* [What to produce]
Report every line of the records that contains the word "domain".

Saved entries:

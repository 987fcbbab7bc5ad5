//! Orders

use std::{
    fmt::{Display, Formatter, Result as FmtResult},
    str::FromStr,
};

use rust_decimal::Decimal;
use serde::{Deserialize, Serialize};
use thiserror::Error;

use crate::{
    cart::CartLine,
    currency::StoreCurrency,
    products::ProductUuid,
    uuids::TypedUuid,
};

/// Order UUID
pub type OrderUuid = TypedUuid<OrderDraft>;

/// Order Item UUID
pub type OrderItemUuid = TypedUuid<OrderItemDraft>;

/// Customer UUID
pub type CustomerUuid = TypedUuid<Customer>;

/// Returned when a stored or submitted code is not a known variant.
#[derive(Debug, Error, PartialEq, Eq)]
#[error("unknown {kind}: {value}")]
pub struct UnknownVariant {
    /// What was being parsed
    pub kind: &'static str,

    /// The rejected value
    pub value: String,
}

macro_rules! string_enum {
    (
        $(#[$meta:meta])*
        $name:ident, $kind:literal {
            $($(#[$variant_meta:meta])* $variant:ident => $code:literal),+ $(,)?
        }
    ) => {
        $(#[$meta])*
        #[derive(Debug, Clone, Copy, PartialEq, Eq, Hash, Serialize, Deserialize)]
        pub enum $name {
            $(
                $(#[$variant_meta])*
                #[serde(rename = $code)]
                $variant,
            )+
        }

        impl $name {
            /// Code used for storage and the wire.
            #[must_use]
            pub const fn as_str(self) -> &'static str {
                match self {
                    $(Self::$variant => $code,)+
                }
            }
        }

        impl Display for $name {
            fn fmt(&self, f: &mut Formatter<'_>) -> FmtResult {
                f.write_str(self.as_str())
            }
        }

        impl FromStr for $name {
            type Err = UnknownVariant;

            fn from_str(s: &str) -> Result<Self, Self::Err> {
                match s.trim() {
                    $($code => Ok(Self::$variant),)+
                    _ => Err(UnknownVariant {
                        kind: $kind,
                        value: s.to_string(),
                    }),
                }
            }
        }
    };
}

string_enum! {
    /// Order fulfilment status.
    OrderStatus, "order status" {
        /// Just placed
        New => "new",
        /// Being prepared
        Processing => "processing",
        /// Handed to the carrier
        Shipped => "shipped",
        /// Received by the customer
        Delivered => "delivered",
        /// Will not be fulfilled
        Canceled => "canceled",
    }
}

string_enum! {
    /// Payment status.
    PaymentStatus, "payment status" {
        /// Awaiting payment
        Pending => "pending",
        /// Payment captured
        Paid => "paid",
        /// Payment failed
        Failed => "failed",
    }
}

string_enum! {
    /// How the customer pays.
    PaymentMethod, "payment method" {
        /// Card payment through Stripe
        Stripe => "stripe",
        /// Cash on delivery
        CashOnDelivery => "cod",
    }
}

string_enum! {
    /// Carrier used to ship the order.
    ShippingMethod, "shipping method" {
        /// Not yet chosen
        None => "none",
        /// J&T Express
        Jnt => "jnt",
        /// JNE
        Jne => "jne",
        /// SiCepat
        SiCepat => "siCepat",
    }
}

impl Default for OrderStatus {
    fn default() -> Self {
        Self::New
    }
}

impl Default for PaymentStatus {
    fn default() -> Self {
        Self::Pending
    }
}

impl Default for ShippingMethod {
    fn default() -> Self {
        Self::None
    }
}

/// The signed-in customer placing an order.
#[derive(Debug, Clone, PartialEq, Eq)]
pub struct Customer {
    /// Customer identifier
    pub uuid: CustomerUuid,

    /// Display name
    pub name: String,
}

/// Shipping address attached 1:1 to an order.
#[derive(Debug, Clone, PartialEq, Eq, Serialize, Deserialize)]
pub struct ShippingAddress {
    /// First name
    pub first_name: String,

    /// Last name
    pub last_name: String,

    /// Phone number
    pub phone: String,

    /// Street address
    pub street_address: String,

    /// City
    pub city: String,

    /// State or province
    pub state: String,

    /// Postal code
    pub zip_code: String,
}

impl ShippingAddress {
    /// First and last name joined by a space.
    #[must_use]
    pub fn full_name(&self) -> String {
        format!("{} {}", self.first_name, self.last_name)
    }
}

/// A line copied from a cart line when an order is placed.
#[derive(Debug, Clone, PartialEq, Eq)]
pub struct OrderItemDraft {
    /// Item identifier
    pub uuid: OrderItemUuid,

    /// Purchased product
    pub product: ProductUuid,

    /// Units purchased
    pub quantity: u32,

    /// Price per unit at purchase time
    pub unit_amount: Decimal,

    /// `quantity × unit_amount`
    pub total_amount: Decimal,
}

impl From<&CartLine> for OrderItemDraft {
    fn from(line: &CartLine) -> Self {
        Self {
            uuid: OrderItemUuid::new(),
            product: line.product_id(),
            quantity: line.quantity(),
            unit_amount: line.unit_amount(),
            total_amount: line.total_amount(),
        }
    }
}

/// Everything needed to persist a new order, its address and its items.
#[derive(Debug, Clone, PartialEq, Eq)]
pub struct OrderDraft {
    /// Order identifier
    pub uuid: OrderUuid,

    /// Customer placing the order
    pub customer: CustomerUuid,

    /// Sum of all item totals
    pub grand_total: Decimal,

    /// How the customer pays
    pub payment_method: PaymentMethod,

    /// Payment state
    pub payment_status: PaymentStatus,

    /// Fulfilment state
    pub status: OrderStatus,

    /// Order currency
    pub currency: StoreCurrency,

    /// Shipping cost
    pub shipping_amount: Decimal,

    /// Carrier
    pub shipping_method: ShippingMethod,

    /// Free-form notes
    pub notes: Option<String>,

    /// Where to ship
    pub address: ShippingAddress,

    /// Purchased lines
    pub items: Vec<OrderItemDraft>,
}

#[cfg(test)]
mod tests {
    use testresult::TestResult;

    use super::*;

    #[test]
    fn status_codes_round_trip_through_strings() -> TestResult {
        for status in [
            OrderStatus::New,
            OrderStatus::Processing,
            OrderStatus::Shipped,
            OrderStatus::Delivered,
            OrderStatus::Canceled,
        ] {
            assert_eq!(status.as_str().parse::<OrderStatus>()?, status);
        }

        Ok(())
    }

    #[test]
    fn unknown_payment_method_is_rejected() {
        let result = "paypal".parse::<PaymentMethod>();

        assert_eq!(
            result,
            Err(UnknownVariant {
                kind: "payment method",
                value: "paypal".to_string(),
            })
        );
    }

    #[test]
    fn cash_on_delivery_uses_short_code() -> TestResult {
        assert_eq!(PaymentMethod::CashOnDelivery.as_str(), "cod");
        assert_eq!(
            serde_json::to_string(&PaymentMethod::CashOnDelivery)?,
            "\"cod\""
        );

        Ok(())
    }

    #[test]
    fn defaults_match_a_freshly_placed_order() {
        assert_eq!(OrderStatus::default(), OrderStatus::New);
        assert_eq!(PaymentStatus::default(), PaymentStatus::Pending);
        assert_eq!(ShippingMethod::default(), ShippingMethod::None);
    }
}
use clap::{Args, Subcommand};

mod create;
mod list;

#[derive(Debug, Args)]
pub(crate) struct ProductCommand {
    #[command(subcommand)]
    command: ProductSubcommand,
}

#[derive(Debug, Subcommand)]
enum ProductSubcommand {
    Create(create::CreateProductArgs),
    List(list::ListProductsArgs),
}

pub(crate) async fn run(command: ProductCommand) -> Result<(), String> {
    match command.command {
        ProductSubcommand::Create(args) => create::run(args).await,
        ProductSubcommand::List(args) => list::run(args).await,
    }
}
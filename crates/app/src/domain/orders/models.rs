//! Order Models

use jiff::Timestamp;
use rust_decimal::Decimal;
use storefront::{currency::StoreCurrency, products::ProductUuid};

pub use storefront::orders::{
    CustomerUuid, OrderItemUuid, OrderStatus, OrderUuid, PaymentMethod, PaymentStatus,
    ShippingAddress, ShippingMethod,
};

/// Order Model
#[derive(Debug, Clone, PartialEq)]
pub struct Order {
    pub uuid: OrderUuid,
    pub customer: CustomerUuid,
    pub grand_total: Decimal,
    pub payment_method: PaymentMethod,
    pub payment_status: PaymentStatus,
    pub status: OrderStatus,
    pub currency: StoreCurrency,
    pub shipping_amount: Decimal,
    pub shipping_method: ShippingMethod,
    pub notes: Option<String>,
    pub address: ShippingAddress,
    pub items: Vec<OrderItem>,
    pub created_at: Timestamp,
    pub updated_at: Timestamp,
}

/// Order Item Model
#[derive(Debug, Clone, PartialEq)]
pub struct OrderItem {
    pub uuid: OrderItemUuid,
    pub product: ProductUuid,
    pub quantity: u32,
    pub unit_amount: Decimal,
    pub total_amount: Decimal,
}

/// Order listing entry, without address or items.
#[derive(Debug, Clone, PartialEq)]
pub struct OrderSummary {
    pub uuid: OrderUuid,
    pub grand_total: Decimal,
    pub payment_method: PaymentMethod,
    pub payment_status: PaymentStatus,
    pub status: OrderStatus,
    pub currency: StoreCurrency,
    pub created_at: Timestamp,
}

/// Order Status Update
#[derive(Debug, Clone, Copy, PartialEq, Eq)]
pub struct StatusUpdate {
    pub status: OrderStatus,
    pub payment_status: PaymentStatus,
}
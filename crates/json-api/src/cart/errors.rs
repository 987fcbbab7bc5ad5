//! Cart Errors

use salvo::http::StatusError;
use storefront::cart::CartError;
use tracing::error;

use storefront_app::domain::carts::CartsServiceError;

use crate::extensions::capitalised_brief;

pub(crate) fn into_status_error(error: CartsServiceError) -> StatusError {
    match error {
        CartsServiceError::Cart(CartError::InvalidQuantity(quantity)) => {
            StatusError::bad_request().brief(format!("Quantity must be at least 1, got {quantity}"))
        }
        CartsServiceError::Cart(CartError::Pricing(source)) if source.is_limit() => {
            StatusError::bad_request().brief(capitalised_brief(&source))
        }
        CartsServiceError::Cart(CartError::Pricing(source)) => {
            error!("failed to price cart: {source}");

            StatusError::internal_server_error()
        }
        CartsServiceError::Products(source) => {
            error!("failed to look up product: {source}");

            StatusError::internal_server_error()
        }
    }
}

/// Map errors from the pure cart operations.
pub(crate) fn cart_error_into_status_error(error: CartError) -> StatusError {
    into_status_error(CartsServiceError::Cart(error))
}
//! Store Config

use clap::Args;
use storefront::currency::StoreCurrency;

/// Store-wide settings.
#[derive(Debug, Args)]
pub struct StoreConfig {
    /// Currency orders are placed in (idr, inr, usd)
    #[arg(long, env = "STORE_CURRENCY", default_value = "idr")]
    pub store_currency: StoreCurrency,
}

* [Your solution]
filename crates/app/src/domain/orders/models.rs
use storefront_app::domain::carts::CartsServiceError;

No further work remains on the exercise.